*Brief*
Collect each line of the records containing the string "UpdateNote".

*Available records*
++++++++

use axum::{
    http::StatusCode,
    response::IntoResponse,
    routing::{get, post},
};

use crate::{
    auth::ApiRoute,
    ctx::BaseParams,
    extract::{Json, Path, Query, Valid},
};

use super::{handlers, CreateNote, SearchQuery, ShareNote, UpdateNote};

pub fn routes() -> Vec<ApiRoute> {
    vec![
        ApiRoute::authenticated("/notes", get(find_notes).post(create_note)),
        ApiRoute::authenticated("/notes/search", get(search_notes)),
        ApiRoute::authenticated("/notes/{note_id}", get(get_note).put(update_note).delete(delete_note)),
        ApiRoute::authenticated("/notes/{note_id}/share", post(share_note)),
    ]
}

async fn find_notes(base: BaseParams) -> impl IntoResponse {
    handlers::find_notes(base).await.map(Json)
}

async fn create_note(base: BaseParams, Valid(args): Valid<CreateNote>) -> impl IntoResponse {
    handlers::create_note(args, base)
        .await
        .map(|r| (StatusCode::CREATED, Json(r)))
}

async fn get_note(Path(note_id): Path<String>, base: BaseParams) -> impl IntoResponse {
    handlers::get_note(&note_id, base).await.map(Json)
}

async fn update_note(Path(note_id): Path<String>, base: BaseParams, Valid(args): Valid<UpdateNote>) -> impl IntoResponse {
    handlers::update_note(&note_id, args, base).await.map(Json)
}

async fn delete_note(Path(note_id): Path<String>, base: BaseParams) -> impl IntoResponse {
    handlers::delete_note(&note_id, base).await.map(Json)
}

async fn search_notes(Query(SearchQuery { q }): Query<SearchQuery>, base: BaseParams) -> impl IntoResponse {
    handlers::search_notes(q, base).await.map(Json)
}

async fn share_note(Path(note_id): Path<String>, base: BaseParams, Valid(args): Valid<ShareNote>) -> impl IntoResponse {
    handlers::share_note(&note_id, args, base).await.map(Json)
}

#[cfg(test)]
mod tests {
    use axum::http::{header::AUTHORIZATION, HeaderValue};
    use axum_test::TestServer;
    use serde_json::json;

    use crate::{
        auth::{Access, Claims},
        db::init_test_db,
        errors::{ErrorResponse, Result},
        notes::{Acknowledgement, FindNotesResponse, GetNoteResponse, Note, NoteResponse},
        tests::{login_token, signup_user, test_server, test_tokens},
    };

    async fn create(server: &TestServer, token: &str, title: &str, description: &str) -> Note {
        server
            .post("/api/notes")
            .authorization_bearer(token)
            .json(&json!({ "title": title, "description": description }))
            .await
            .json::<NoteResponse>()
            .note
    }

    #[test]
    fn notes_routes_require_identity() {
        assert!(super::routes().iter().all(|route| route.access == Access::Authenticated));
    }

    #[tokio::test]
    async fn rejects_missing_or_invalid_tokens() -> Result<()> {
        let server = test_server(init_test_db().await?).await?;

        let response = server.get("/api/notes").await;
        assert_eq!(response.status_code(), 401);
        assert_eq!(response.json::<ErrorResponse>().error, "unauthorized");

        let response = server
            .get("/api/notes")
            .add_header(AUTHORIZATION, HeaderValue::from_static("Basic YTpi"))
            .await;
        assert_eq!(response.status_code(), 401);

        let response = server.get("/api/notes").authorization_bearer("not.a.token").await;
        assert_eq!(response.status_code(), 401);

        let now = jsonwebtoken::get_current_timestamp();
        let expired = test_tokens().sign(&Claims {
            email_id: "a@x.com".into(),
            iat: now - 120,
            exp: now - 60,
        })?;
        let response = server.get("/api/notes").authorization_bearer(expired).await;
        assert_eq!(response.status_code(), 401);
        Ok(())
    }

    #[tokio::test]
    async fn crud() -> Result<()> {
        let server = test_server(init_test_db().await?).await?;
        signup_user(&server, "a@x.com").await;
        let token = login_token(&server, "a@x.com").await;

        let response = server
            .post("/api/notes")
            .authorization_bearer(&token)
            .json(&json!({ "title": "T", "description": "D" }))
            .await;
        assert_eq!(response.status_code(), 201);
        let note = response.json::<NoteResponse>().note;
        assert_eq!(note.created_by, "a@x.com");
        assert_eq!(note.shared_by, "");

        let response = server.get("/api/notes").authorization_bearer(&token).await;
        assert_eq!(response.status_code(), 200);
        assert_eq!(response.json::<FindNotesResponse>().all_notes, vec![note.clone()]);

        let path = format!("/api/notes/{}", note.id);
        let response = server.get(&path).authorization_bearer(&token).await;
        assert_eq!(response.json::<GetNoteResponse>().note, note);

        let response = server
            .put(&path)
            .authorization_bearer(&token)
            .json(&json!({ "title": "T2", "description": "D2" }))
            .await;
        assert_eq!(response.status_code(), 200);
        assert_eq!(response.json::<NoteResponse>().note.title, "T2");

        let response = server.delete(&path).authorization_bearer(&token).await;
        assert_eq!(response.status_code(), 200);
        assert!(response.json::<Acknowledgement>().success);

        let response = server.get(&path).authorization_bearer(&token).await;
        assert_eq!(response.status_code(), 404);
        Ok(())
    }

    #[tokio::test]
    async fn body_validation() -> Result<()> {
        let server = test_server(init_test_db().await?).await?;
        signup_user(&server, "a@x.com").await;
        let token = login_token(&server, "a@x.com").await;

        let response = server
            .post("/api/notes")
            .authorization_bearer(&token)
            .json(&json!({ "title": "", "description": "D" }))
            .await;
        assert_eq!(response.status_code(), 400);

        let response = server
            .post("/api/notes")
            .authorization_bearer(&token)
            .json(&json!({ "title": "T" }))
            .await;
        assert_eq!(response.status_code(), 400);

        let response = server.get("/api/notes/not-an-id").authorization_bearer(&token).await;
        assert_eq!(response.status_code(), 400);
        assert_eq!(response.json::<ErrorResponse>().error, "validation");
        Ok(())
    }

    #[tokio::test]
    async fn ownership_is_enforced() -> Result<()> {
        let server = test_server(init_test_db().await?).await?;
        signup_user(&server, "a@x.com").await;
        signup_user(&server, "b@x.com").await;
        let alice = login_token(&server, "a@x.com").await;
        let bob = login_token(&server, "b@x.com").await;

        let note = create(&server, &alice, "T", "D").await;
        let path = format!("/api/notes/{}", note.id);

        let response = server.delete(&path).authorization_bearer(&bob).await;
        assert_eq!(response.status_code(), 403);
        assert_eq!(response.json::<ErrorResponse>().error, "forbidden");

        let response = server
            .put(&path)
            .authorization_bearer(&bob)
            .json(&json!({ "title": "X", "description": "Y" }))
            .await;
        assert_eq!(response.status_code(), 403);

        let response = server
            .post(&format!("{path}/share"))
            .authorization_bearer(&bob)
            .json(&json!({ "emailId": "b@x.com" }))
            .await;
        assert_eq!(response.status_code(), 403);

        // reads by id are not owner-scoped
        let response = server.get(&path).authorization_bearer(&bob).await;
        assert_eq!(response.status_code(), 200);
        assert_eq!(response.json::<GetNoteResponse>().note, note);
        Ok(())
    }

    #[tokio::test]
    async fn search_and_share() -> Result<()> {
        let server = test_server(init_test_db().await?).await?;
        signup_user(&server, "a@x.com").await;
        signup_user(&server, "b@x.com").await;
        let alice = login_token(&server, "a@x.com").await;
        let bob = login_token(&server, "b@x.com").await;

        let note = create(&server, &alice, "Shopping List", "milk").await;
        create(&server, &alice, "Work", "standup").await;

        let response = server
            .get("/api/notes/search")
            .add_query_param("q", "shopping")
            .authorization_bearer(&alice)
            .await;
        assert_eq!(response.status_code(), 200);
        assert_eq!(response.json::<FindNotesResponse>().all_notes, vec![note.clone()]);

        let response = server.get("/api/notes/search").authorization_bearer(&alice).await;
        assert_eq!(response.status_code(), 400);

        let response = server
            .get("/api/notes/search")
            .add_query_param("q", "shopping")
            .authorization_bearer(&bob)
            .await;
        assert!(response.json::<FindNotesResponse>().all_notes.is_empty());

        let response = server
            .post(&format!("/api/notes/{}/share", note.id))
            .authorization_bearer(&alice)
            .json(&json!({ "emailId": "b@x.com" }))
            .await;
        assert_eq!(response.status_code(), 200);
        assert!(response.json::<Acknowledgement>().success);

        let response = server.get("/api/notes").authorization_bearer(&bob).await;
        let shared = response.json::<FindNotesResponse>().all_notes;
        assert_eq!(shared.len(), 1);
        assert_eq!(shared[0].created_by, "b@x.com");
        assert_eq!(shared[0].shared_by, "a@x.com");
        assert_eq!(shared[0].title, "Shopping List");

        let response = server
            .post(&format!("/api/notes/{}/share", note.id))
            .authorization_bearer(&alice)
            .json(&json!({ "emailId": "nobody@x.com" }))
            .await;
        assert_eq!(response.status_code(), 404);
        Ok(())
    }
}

++++++++

*Task solution*
use super::{handlers, CreateNote, SearchQuery, ShareNote, UpdateNote};
async fn update_note(Path(note_id): Path<String>, base: BaseParams, Valid(args): Valid<UpdateNote>) -> impl IntoResponse {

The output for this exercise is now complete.